• _Task brief_:
Write out again, please, the records below from the first line to the line holding "and consumes exactly", inclusive, and nothing else.

Segment Start: Recorded information

//! Scalar payload codecs.
//!
//! One writer and one reader per scalar kind. A writer emits the whole framed
//! value (header, attributes, body). A reader is handed a header that has
//! already been parsed together with its attribute set and consumes exactly
//! the body that header declares; for null, zero, empty and booleans that is
//! nothing at all.
//!
//! Integers, durations and timestamps share one body layout: the sign lives
//! in bit 0 of the custom metadata and the body is the unsigned magnitude,
//! little-endian, in the minimal number of bytes.

use crate::metadata::{self, TypeMetadata, TypeTag};
use crate::stream::{check_length, ByteReader, ByteWriter};
use crate::text::{StringValue, SymbolValue};
use crate::value::{
    BlobValue, BooleanValue, DecimalValue, DurationValue, IntegerValue, Scalar, TimestampValue,
};
use crate::{varint, AttributeSet, Decimal, Error, Result};
use chrono::{DateTime, TimeDelta, Utc};
use num_bigint::{BigInt, Sign};
use std::io::{Read, Write};

const NANOS_PER_SECOND: i128 = 1_000_000_000;

/// Writes a header, followed by the attribute set when it is not empty.
pub fn write_header<W: Write>(
    writer: &mut ByteWriter<W>,
    meta: TypeMetadata,
    attributes: &AttributeSet,
) -> Result<()> {
    let annotated = !attributes.is_empty();
    meta.annotated(annotated).write_to(writer)?;
    if annotated {
        attributes.write_to(writer)?;
    }
    Ok(())
}

pub fn write_boolean<W: Write>(writer: &mut ByteWriter<W>, value: &BooleanValue) -> Result<()> {
    let meta = TypeMetadata::new(TypeTag::Boolean)
        .null(value.is_null())
        .custom_flag(value.value() == Some(&true));
    write_header(writer, meta, value.attributes())
}

pub fn read_boolean(meta: &TypeMetadata, attributes: AttributeSet) -> Result<BooleanValue> {
    meta.expect(TypeTag::Boolean)?;
    let value = (!meta.null).then_some(meta.custom_flag);
    Ok(Scalar::from_parts(value, attributes))
}

pub fn write_integer<W: Write>(writer: &mut ByteWriter<W>, value: &IntegerValue) -> Result<()> {
    write_signed(writer, TypeTag::Integer, value.value(), value.attributes())
}

pub fn read_integer<R: Read>(
    reader: &mut ByteReader<R>,
    meta: &TypeMetadata,
    attributes: AttributeSet,
    max_length: u64,
) -> Result<IntegerValue> {
    meta.expect(TypeTag::Integer)?;
    let value = read_signed(reader, meta, max_length, "integer magnitude")?;
    Ok(Scalar::from_parts(value, attributes))
}

pub fn write_decimal<W: Write>(writer: &mut ByteWriter<W>, value: &DecimalValue) -> Result<()> {
    let attributes = value.attributes();
    let decimal = match value.value() {
        None => return write_header(writer, null_header(TypeTag::Decimal), attributes),
        Some(d) if d.is_zero() => {
            return write_header(writer, TypeMetadata::new(TypeTag::Decimal), attributes)
        }
        Some(d) => d,
    };

    let (sign, magnitude) = decimal.significand().to_bytes_le();
    let scale = decimal.scale();
    let custom = metadata::pack_decimal(sign != Sign::Minus, scale >= 0, magnitude.len() as u64);
    write_header(
        writer,
        TypeMetadata::new(TypeTag::Decimal).custom(custom),
        attributes,
    )?;
    varint::write_u64(writer, scale.unsigned_abs())?;
    writer.write_all(&magnitude)
}

pub fn read_decimal<R: Read>(
    reader: &mut ByteReader<R>,
    meta: &TypeMetadata,
    attributes: AttributeSet,
    max_length: u64,
) -> Result<DecimalValue> {
    meta.expect(TypeTag::Decimal)?;
    if meta.null {
        return Ok(Scalar::from_parts(None, attributes));
    }
    if meta.custom == 0 {
        return Ok(Scalar::from_parts(Some(Decimal::zero()), attributes));
    }

    let (significand_non_negative, scale_non_negative, count) =
        metadata::unpack_decimal(meta.custom);
    let scale_offset = reader.offset();
    let scale_magnitude = varint::read_u64(reader, "decimal scale")?;
    let scale = if scale_non_negative {
        i64::try_from(scale_magnitude).ok()
    } else {
        0i64.checked_sub_unsigned(scale_magnitude)
    }
    .ok_or_else(|| {
        Error::out_of_range(format!(
            "decimal scale magnitude {} at offset {}",
            scale_magnitude, scale_offset
        ))
    })?;

    let len = check_length(count, max_length)?;
    let bytes = reader.read_bytes(len, "decimal significand")?;
    let sign = if significand_non_negative {
        Sign::Plus
    } else {
        Sign::Minus
    };
    let decimal = Decimal::new(BigInt::from_bytes_le(sign, &bytes), scale);
    Ok(Scalar::from_parts(Some(decimal), attributes))
}

pub fn write_duration<W: Write>(writer: &mut ByteWriter<W>, value: &DurationValue) -> Result<()> {
    let nanos = value.value().map(|d| BigInt::from(duration_nanos(d)));
    write_signed(writer, TypeTag::Duration, nanos.as_ref(), value.attributes())
}

pub fn read_duration<R: Read>(
    reader: &mut ByteReader<R>,
    meta: &TypeMetadata,
    attributes: AttributeSet,
    max_length: u64,
) -> Result<DurationValue> {
    meta.expect(TypeTag::Duration)?;
    let value = read_signed(reader, meta, max_length, "duration magnitude")?
        .map(|nanos| {
            let (secs, subsec) = split_nanos(&nanos, "duration")?;
            TimeDelta::new(secs, subsec)
                .ok_or_else(|| Error::out_of_range(format!("duration of {} ns", nanos)))
        })
        .transpose()?;
    Ok(Scalar::from_parts(value, attributes))
}

pub fn write_timestamp<W: Write>(
    writer: &mut ByteWriter<W>,
    value: &TimestampValue,
) -> Result<()> {
    let nanos = value
        .value()
        .map(|ts| {
            let subsec = ts.timestamp_subsec_nanos();
            // chrono keeps a leap second as a sub-second part of 1e9 or more
            if i128::from(subsec) >= NANOS_PER_SECOND {
                return Err(Error::out_of_range(format!("leap second timestamp {}", ts)));
            }
            Ok(BigInt::from(
                i128::from(ts.timestamp()) * NANOS_PER_SECOND + i128::from(subsec),
            ))
        })
        .transpose()?;
    write_signed(writer, TypeTag::Timestamp, nanos.as_ref(), value.attributes())
}

pub fn read_timestamp<R: Read>(
    reader: &mut ByteReader<R>,
    meta: &TypeMetadata,
    attributes: AttributeSet,
    max_length: u64,
) -> Result<TimestampValue> {
    meta.expect(TypeTag::Timestamp)?;
    let value = read_signed(reader, meta, max_length, "timestamp magnitude")?
        .map(|nanos| {
            let (secs, subsec) = split_nanos(&nanos, "timestamp")?;
            DateTime::<Utc>::from_timestamp(secs, subsec)
                .ok_or_else(|| Error::out_of_range(format!("timestamp of {} ns", nanos)))
        })
        .transpose()?;
    Ok(Scalar::from_parts(value, attributes))
}

pub fn write_string<W: Write>(writer: &mut ByteWriter<W>, value: &StringValue) -> Result<()> {
    let attributes = value.attributes();
    let Some(units) = value.units() else {
        return write_header(writer, null_header(TypeTag::String), attributes);
    };
    let meta = TypeMetadata::new(TypeTag::String).custom(units.len() as u64);
    write_header(writer, meta, attributes)?;
    let body: Vec<u8> = units.iter().flat_map(|unit| unit.to_le_bytes()).collect();
    writer.write_all(&body)
}

pub fn read_string<R: Read>(
    reader: &mut ByteReader<R>,
    meta: &TypeMetadata,
    attributes: AttributeSet,
    max_length: u64,
) -> Result<StringValue> {
    meta.expect(TypeTag::String)?;
    if meta.null {
        return Ok(StringValue::null().with_attributes(attributes));
    }
    let count = check_length(meta.custom, max_length)?;
    let byte_len = count
        .checked_mul(2)
        .ok_or(Error::LengthLimitExceeded {
            declared: meta.custom,
            limit: max_length,
        })?;
    let bytes = reader.read_bytes(byte_len, "string body")?;
    let units = bytes
        .chunks_exact(2)
        .map(|pair| u16::from_le_bytes([pair[0], pair[1]]))
        .collect();
    Ok(StringValue::from_utf16(units).with_attributes(attributes))
}

pub fn write_symbol<W: Write>(writer: &mut ByteWriter<W>, value: &SymbolValue) -> Result<()> {
    let attributes = value.attributes();
    let Some(bytes) = value.to_latin1() else {
        return write_header(writer, null_header(TypeTag::Symbol), attributes);
    };
    let meta = TypeMetadata::new(TypeTag::Symbol).custom(bytes.len() as u64);
    write_header(writer, meta, attributes)?;
    writer.write_all(&bytes)
}

pub fn read_symbol<R: Read>(
    reader: &mut ByteReader<R>,
    meta: &TypeMetadata,
    attributes: AttributeSet,
    max_length: u64,
) -> Result<SymbolValue> {
    meta.expect(TypeTag::Symbol)?;
    if meta.null {
        return Ok(SymbolValue::null().with_attributes(attributes));
    }
    let len = check_length(meta.custom, max_length)?;
    let bytes = reader.read_bytes(len, "symbol body")?;
    Ok(SymbolValue::from_latin1(&bytes).with_attributes(attributes))
}

pub fn write_blob<W: Write>(writer: &mut ByteWriter<W>, value: &BlobValue) -> Result<()> {
    let attributes = value.attributes();
    let Some(bytes) = value.value() else {
        return write_header(writer, null_header(TypeTag::Blob), attributes);
    };
    let meta = TypeMetadata::new(TypeTag::Blob).custom(bytes.len() as u64);
    write_header(writer, meta, attributes)?;
    writer.write_all(bytes)
}

pub fn read_blob<R: Read>(
    reader: &mut ByteReader<R>,
    meta: &TypeMetadata,
    attributes: AttributeSet,
    max_length: u64,
) -> Result<BlobValue> {
    meta.expect(TypeTag::Blob)?;
    if meta.null {
        return Ok(Scalar::from_parts(None, attributes));
    }
    let len = check_length(meta.custom, max_length)?;
    let bytes = reader.read_bytes(len, "blob body")?;
    Ok(Scalar::from_parts(Some(bytes), attributes))
}

#[inline]
fn null_header(tag: TypeTag) -> TypeMetadata {
    TypeMetadata::new(tag).null(true)
}

fn write_signed<W: Write>(
    writer: &mut ByteWriter<W>,
    tag: TypeTag,
    value: Option<&BigInt>,
    attributes: &AttributeSet,
) -> Result<()> {
    let value = match value {
        None => return write_header(writer, null_header(tag), attributes),
        Some(v) if v.sign() == Sign::NoSign => {
            return write_header(writer, TypeMetadata::new(tag), attributes)
        }
        Some(v) => v,
    };
    let (sign, magnitude) = value.to_bytes_le();
    let custom = metadata::pack_signed_count(sign != Sign::Minus, magnitude.len() as u64);
    write_header(writer, TypeMetadata::new(tag).custom(custom), attributes)?;
    writer.write_all(&magnitude)
}

fn read_signed<R: Read>(
    reader: &mut ByteReader<R>,
    meta: &TypeMetadata,
    max_length: u64,
    context: &str,
) -> Result<Option<BigInt>> {
    if meta.null {
        return Ok(None);
    }
    let (non_negative, count) = metadata::unpack_signed_count(meta.custom);
    let len = check_length(count, max_length)?;
    let bytes = reader.read_bytes(len, context)?;
    let sign = if non_negative { Sign::Plus } else { Sign::Minus };
    Ok(Some(BigInt::from_bytes_le(sign, &bytes)))
}

fn duration_nanos(duration: &TimeDelta) -> i128 {
    // num_seconds and subsec_nanos share the sign of the duration
    i128::from(duration.num_seconds()) * NANOS_PER_SECOND + i128::from(duration.subsec_nanos())
}

/// Splits a nanosecond count into whole seconds and a non-negative remainder.
fn split_nanos(nanos: &BigInt, what: &str) -> Result<(i64, u32)> {
    let out_of_range = || Error::out_of_range(format!("{} of {} ns", what, nanos));
    let nanos = i128::try_from(nanos).map_err(|_| out_of_range())?;
    let secs = i64::try_from(nanos.div_euclid(NANOS_PER_SECOND)).map_err(|_| out_of_range())?;
    // rem_euclid is always in 0..1e9
    let subsec = nanos.rem_euclid(NANOS_PER_SECOND) as u32;
    Ok((secs, subsec))
}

Segment End: Recorded information

• _Response for this exercise_:
//! Scalar payload codecs.
//!
//! One writer and one reader per scalar kind. A writer emits the whole framed
//! value (header, attributes, body). A reader is handed a header that has
//! already been parsed together with its attribute set and consumes exactly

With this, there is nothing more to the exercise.